Hacker News new | ask | show | jobs
by apohn 3556 days ago
I used to work in the consulting arm of a software firm and we wrote and deployed R code in production at many Fortune 500 companies. We worked in almost every industry.

I spent quite a bit of time refactoring bad R code so it could run reliably in a production environment. There is a ton of bad R code out there that barely works for exploratory analysis, let alone a production environment.

So yes, R is used in production environment in a lot of places.

3 comments

Did you guys separate out the R process (or multiple processes?) from the rest of the transaction-processing / other server infrastructure or embed the REngine (which sounds like a bad idea to me; incorrect data serialization can easily crash the whole process)?

What is a stable way to connect (and reconnect!) to R, assuming it was a separate process? I would think that an indirect communication path, such as Server <--> Database <--> R would work best, but I'd love to hear your battle hardened take on it.

We used separate workflows depending on if the data was streaming or batch oriented (e.g. on-demand or triggered by a user). First I'll talk about batch oriented jobs.

The company I worked for had a tomcat based product that exposed R via a RESTful API. It was similar to what you get from AzureML now, except it was on-premise. So basically we would call out to this and configure it to restart R sessions if they crashed or timed out.

In an ideal situation we would isolate this server from the rest of the processing as much as possible. To be honest our server was pretty basic - it basically served to queue jobs (if needed) and manage RSessions if the server was configured to run multiple sessions. For serious failover we had a second server.

We did try to do as much as possible outside of R such as data pipelining an ETL. That was done for the obvious reasons, but also because many customers had SQL and Data people, but not R people. So if one of their Data people understood the data ETL, they could fix it without calling us.

For many customers they'd never let R connect to a Database directly.
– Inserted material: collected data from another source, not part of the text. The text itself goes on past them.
//! Quicktier: tiered execution and deoptimization for a dynamic-language VM
//!
//! Functions start in a reference interpreter that records type feedback.
//! Hot functions are compiled to a non-speculative Baseline tier and then to
//! a speculative Optimized tier. Every speculation is guarded, and every
//! guard can rebuild the interpreter frames it stands for, so a failed
//! guard (a deoptimization) continues in the interpreter with exactly the
//! state the interpreter would have had. Long-running loops are moved into
//! optimized code mid-execution through on-stack replacement.
//!
//! # Quick Start
//!
//! ```
//! use quicktier::bytecode::{BinaryOp, FunctionBuilder, Instruction, Program};
//! use quicktier::{Engine, EngineConfig, Value};
//!
//! fn main() -> quicktier::Result<()> {
//!     let mut program = Program::new();
//!     let mut b = FunctionBuilder::new("mul", 2);
//!     let r = b.register();
//!     b.emit(Instruction::Binary { op: BinaryOp::Mul, dst: r, lhs: 0, rhs: 1 });
//!     b.emit(Instruction::Return { src: r });
//!     let mul = program.add(b)?;
//!
//!     let mut engine = Engine::new(program, EngineConfig::default())?;
//!     engine.call(mul, &[Value::Smi(6), Value::Smi(7)])?;
//!     engine.optimize_on_next_call(mul);
//!     assert_eq!(engine.call(mul, &[Value::Smi(6), Value::Smi(7)])?, Value::Smi(42));
//!     assert!(engine.is_optimized(mul));
//!     Ok(())
//! }
//! ```
//!
//! # Module Overview
//!
//! | Category | Modules |
//! |----------|---------|
//! | **Core** | [`bytecode`], [`runtime`], [`interpreter`], [`error`](Error) |
//! | **Tiering** | [`jit`] (feedback, tiering, compiler, frame state, deopt, OSR) |
//! | **Driving** | [`engine`], [`config`], [`debugger`], [`scenarios`] |
// Clippy configuration.
//
// - too_many_arguments: executor and compiler helpers pass the frame context
// - new_without_default: Program and the stores have required initialization
#![allow(clippy::too_many_arguments)]
#![allow(clippy::new_without_default)]

pub mod bytecode;
pub mod config;
pub mod debugger;
pub mod engine;
pub mod interpreter;
pub mod jit;
pub mod runtime;
pub mod scenarios;

mod error;

pub use config::{CompileMode, EngineConfig};
pub use debugger::{BreakEvent, DebugAction, DebugListener, RecordingListener};
pub use engine::{Engine, FunctionSnapshot, TieringStats};
pub use error::{messages, CompileFailure, Error, ErrorKind, OsrTransferFailure, Result};
pub use jit::{DeoptReason, DeoptRecord, Tier};
pub use runtime::Value;

/// Quicktier version
pub const VERSION: &str = env!("CARGO_PKG_VERSION");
So They'd have a separate process pull data and write it to disk. Then an R script would be triggered and would pick this data up.

I never saw major crashing issues with R in production with batch oriented jobs unless there was something unexpected with the size or type of data. Typically as long as there was time between jobs, R's garbage collector would sort things out and be ready for the next job. Also by the time something made it into production we'd hardened the script, frozen the CRAN package versions, etc. So some small issue wouldn't cause a major issue.

Streaming data presented it's own adventure. To get data into/out of R as quickly as possible, you need to embed the REngine and talk to it via rJava. If we streamed data through R very quickly it would do fine for a while - then you'd see the memory usage go up and the time for each transaction started to vary greatly. Then it would crash.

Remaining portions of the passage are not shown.